Required action: From the first line of the material through the line containing "pub fn event_id(&self)", restate everything word for word and nothing more.

Entries shown:
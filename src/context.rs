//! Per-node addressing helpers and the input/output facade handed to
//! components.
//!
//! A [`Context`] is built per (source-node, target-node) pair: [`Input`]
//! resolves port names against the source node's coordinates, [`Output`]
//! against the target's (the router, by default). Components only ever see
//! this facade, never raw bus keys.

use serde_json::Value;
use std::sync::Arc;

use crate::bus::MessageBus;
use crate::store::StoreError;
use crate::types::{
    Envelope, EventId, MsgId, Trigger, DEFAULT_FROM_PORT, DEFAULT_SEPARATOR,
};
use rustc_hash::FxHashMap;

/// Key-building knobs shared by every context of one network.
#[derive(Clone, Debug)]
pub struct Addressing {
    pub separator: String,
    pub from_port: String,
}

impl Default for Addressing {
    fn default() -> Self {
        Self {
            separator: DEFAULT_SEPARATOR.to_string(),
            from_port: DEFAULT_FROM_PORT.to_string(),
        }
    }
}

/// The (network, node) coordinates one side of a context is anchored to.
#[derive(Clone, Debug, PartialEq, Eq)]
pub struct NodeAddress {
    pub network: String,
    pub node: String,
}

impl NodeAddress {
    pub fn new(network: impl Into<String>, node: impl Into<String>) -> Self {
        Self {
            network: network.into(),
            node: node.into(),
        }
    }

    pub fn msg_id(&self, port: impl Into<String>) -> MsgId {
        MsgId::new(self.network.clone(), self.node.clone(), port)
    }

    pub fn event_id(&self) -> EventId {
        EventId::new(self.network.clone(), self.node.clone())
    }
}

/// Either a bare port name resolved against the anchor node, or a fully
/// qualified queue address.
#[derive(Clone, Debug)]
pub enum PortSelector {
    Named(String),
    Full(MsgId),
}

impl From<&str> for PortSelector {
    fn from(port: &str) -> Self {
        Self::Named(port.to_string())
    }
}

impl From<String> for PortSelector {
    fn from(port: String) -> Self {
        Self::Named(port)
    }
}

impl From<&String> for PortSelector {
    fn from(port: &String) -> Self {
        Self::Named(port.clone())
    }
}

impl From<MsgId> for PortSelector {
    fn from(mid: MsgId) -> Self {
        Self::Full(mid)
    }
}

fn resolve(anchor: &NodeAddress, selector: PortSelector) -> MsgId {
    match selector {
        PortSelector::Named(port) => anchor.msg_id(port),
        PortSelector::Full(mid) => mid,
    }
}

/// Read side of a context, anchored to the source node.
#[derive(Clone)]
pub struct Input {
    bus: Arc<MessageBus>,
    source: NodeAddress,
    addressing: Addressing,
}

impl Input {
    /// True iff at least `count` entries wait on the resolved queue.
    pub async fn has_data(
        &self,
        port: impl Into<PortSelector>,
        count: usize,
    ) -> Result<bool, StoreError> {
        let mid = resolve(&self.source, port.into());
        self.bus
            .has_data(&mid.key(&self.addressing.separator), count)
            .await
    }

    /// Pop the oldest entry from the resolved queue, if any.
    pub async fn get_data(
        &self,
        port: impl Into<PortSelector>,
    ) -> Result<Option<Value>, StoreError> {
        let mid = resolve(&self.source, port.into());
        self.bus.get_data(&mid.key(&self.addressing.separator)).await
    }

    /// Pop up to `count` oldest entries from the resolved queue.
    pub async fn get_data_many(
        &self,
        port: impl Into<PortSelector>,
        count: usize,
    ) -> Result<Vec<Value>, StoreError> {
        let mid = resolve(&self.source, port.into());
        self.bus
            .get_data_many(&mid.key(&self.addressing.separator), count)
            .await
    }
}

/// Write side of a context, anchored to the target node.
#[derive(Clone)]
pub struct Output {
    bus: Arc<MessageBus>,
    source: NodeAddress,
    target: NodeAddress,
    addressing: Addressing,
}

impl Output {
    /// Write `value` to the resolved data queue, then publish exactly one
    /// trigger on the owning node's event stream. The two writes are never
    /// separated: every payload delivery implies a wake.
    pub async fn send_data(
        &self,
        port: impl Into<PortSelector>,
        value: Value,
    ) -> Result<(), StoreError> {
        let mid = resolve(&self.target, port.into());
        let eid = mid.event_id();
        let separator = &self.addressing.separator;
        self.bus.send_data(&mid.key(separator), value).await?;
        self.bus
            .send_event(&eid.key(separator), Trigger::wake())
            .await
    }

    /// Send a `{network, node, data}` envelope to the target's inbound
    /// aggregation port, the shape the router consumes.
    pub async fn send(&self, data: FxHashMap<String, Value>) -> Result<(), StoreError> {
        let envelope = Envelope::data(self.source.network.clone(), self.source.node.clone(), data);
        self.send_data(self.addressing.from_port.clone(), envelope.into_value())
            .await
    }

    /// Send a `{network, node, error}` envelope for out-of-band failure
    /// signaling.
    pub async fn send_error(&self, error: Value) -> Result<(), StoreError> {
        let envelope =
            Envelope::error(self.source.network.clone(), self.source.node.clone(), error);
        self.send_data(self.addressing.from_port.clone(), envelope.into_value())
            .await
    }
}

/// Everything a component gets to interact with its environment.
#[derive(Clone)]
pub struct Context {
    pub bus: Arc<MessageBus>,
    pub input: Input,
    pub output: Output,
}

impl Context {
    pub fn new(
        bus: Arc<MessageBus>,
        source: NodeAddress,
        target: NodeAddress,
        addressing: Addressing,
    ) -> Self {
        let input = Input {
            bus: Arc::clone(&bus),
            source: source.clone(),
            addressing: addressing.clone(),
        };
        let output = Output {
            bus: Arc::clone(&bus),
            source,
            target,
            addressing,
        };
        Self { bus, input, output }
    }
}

Response box:
filename src/context.rs
//! Per-node addressing helpers and the input/output facade handed to
//! components.
//!
//! A [`Context`] is built per (source-node, target-node) pair: [`Input`]
//! resolves port names against the source node's coordinates, [`Output`]
//! against the target's (the router, by default). Components only ever see
//! this facade, never raw bus keys.

use serde_json::Value;
use std::sync::Arc;

use crate::bus::MessageBus;
use crate::store::StoreError;
use crate::types::{
    Envelope, EventId, MsgId, Trigger, DEFAULT_FROM_PORT, DEFAULT_SEPARATOR,
};
use rustc_hash::FxHashMap;

/// Key-building knobs shared by every context of one network.
#[derive(Clone, Debug)]
pub struct Addressing {
    pub separator: String,
    pub from_port: String,
}

impl Default for Addressing {
    fn default() -> Self {
        Self {
            separator: DEFAULT_SEPARATOR.to_string(),
            from_port: DEFAULT_FROM_PORT.to_string(),
        }
    }
}

/// The (network, node) coordinates one side of a context is anchored to.
#[derive(Clone, Debug, PartialEq, Eq)]
pub struct NodeAddress {
    pub network: String,
    pub node: String,
}

impl NodeAddress {
    pub fn new(network: impl Into<String>, node: impl Into<String>) -> Self {
        Self {
            network: network.into(),
            node: node.into(),
        }
    }

    pub fn msg_id(&self, port: impl Into<String>) -> MsgId {
        MsgId::new(self.network.clone(), self.node.clone(), port)
    }

    pub fn event_id(&self) -> EventId {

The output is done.